(Stored items)
============
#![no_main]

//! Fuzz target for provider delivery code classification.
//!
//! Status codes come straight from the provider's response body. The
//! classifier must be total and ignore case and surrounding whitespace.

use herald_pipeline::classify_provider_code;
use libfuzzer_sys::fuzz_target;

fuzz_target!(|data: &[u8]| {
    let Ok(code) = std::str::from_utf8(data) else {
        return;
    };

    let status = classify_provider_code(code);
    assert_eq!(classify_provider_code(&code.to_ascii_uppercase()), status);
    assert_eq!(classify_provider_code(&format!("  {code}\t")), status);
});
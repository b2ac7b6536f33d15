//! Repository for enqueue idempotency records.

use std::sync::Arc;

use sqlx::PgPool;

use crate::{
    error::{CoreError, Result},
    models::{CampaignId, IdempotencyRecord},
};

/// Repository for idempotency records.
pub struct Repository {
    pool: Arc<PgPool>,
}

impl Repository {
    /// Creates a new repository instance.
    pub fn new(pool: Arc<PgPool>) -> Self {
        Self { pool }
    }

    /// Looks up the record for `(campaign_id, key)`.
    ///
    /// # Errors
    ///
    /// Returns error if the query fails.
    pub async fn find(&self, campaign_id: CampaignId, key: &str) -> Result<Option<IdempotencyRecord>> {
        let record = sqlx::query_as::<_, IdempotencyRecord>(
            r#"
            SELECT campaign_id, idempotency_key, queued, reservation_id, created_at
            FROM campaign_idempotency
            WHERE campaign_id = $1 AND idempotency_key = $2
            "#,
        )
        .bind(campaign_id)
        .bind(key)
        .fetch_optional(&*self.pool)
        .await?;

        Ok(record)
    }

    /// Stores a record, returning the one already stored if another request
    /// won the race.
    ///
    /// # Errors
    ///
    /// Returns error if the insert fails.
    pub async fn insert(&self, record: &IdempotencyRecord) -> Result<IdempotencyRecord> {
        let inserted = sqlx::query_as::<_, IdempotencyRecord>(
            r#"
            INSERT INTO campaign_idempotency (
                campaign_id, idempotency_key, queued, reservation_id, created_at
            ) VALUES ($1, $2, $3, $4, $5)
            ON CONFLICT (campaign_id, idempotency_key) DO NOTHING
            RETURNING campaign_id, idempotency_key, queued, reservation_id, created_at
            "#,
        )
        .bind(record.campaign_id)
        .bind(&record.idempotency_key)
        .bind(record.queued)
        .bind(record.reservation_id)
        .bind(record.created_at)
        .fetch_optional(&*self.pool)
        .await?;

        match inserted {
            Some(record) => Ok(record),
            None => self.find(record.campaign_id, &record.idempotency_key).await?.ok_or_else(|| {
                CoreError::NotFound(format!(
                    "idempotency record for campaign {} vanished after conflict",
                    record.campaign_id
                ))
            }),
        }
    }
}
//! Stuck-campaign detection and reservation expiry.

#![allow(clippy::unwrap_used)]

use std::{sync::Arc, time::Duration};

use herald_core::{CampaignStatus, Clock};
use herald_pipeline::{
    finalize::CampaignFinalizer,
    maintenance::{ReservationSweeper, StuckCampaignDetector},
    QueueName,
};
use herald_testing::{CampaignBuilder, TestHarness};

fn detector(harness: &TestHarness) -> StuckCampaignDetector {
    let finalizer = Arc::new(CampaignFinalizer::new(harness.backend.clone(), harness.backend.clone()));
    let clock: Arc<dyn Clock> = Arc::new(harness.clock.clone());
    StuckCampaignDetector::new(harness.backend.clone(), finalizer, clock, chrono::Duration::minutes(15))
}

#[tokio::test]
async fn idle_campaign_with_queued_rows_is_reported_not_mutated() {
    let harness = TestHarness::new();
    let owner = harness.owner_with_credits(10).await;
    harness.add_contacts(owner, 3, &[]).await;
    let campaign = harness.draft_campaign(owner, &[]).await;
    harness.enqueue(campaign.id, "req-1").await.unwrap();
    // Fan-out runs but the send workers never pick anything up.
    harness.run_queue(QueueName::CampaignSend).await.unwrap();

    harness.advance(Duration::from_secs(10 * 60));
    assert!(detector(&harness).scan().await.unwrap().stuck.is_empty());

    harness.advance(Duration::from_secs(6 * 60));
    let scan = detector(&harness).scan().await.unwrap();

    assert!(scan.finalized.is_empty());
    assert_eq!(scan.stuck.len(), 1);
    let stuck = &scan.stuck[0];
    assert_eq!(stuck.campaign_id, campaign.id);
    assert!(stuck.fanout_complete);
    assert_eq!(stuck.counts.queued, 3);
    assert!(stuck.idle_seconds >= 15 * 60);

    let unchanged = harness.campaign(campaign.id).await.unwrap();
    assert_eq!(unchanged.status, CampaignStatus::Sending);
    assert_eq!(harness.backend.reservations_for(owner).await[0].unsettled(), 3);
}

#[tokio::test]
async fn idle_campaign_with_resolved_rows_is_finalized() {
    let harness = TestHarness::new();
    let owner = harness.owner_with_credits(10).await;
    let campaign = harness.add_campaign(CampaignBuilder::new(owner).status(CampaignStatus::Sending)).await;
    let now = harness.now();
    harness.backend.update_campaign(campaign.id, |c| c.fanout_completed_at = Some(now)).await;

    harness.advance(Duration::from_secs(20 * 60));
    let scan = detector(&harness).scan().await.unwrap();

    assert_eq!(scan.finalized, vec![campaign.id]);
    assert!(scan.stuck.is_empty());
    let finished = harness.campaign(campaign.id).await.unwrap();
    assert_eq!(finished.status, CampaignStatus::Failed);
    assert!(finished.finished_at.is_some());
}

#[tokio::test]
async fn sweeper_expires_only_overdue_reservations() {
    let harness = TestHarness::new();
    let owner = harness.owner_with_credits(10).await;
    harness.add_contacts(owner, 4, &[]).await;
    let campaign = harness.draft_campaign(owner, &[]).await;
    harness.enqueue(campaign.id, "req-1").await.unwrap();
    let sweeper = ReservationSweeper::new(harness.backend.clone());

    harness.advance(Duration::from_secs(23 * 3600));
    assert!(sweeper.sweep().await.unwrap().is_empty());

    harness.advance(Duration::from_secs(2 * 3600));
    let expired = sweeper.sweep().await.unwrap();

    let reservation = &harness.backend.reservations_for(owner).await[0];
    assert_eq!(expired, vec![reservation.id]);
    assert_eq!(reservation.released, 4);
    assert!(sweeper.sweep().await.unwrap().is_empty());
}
============
YOUR TASK: Only the lines from the one with "let now = harness.now();" through the last line above should be restated, word for word.

RESULT BELOW:
    let now = harness.now();
    harness.backend.update_campaign(campaign.id, |c| c.fanout_completed_at = Some(now)).await;

    harness.advance(Duration::from_secs(20 * 60));
    let scan = detector(&harness).scan().await.unwrap();

    assert_eq!(scan.finalized, vec![campaign.id]);
    assert!(scan.stuck.is_empty());
    let finished = harness.campaign(campaign.id).await.unwrap();
    assert_eq!(finished.status, CampaignStatus::Failed);
    assert!(finished.finished_at.is_some());
}

#[tokio::test]
async fn sweeper_expires_only_overdue_reservations() {
    let harness = TestHarness::new();
    let owner = harness.owner_with_credits(10).await;
    harness.add_contacts(owner, 4, &[]).await;
    let campaign = harness.draft_campaign(owner, &[]).await;
    harness.enqueue(campaign.id, "req-1").await.unwrap();
    let sweeper = ReservationSweeper::new(harness.backend.clone());

    harness.advance(Duration::from_secs(23 * 3600));
    assert!(sweeper.sweep().await.unwrap().is_empty());

    harness.advance(Duration::from_secs(2 * 3600));
    let expired = sweeper.sweep().await.unwrap();

    let reservation = &harness.backend.reservations_for(owner).await[0];
    assert_eq!(expired, vec![reservation.id]);
    assert_eq!(reservation.released, 4);
    assert!(sweeper.sweep().await.unwrap().is_empty());
}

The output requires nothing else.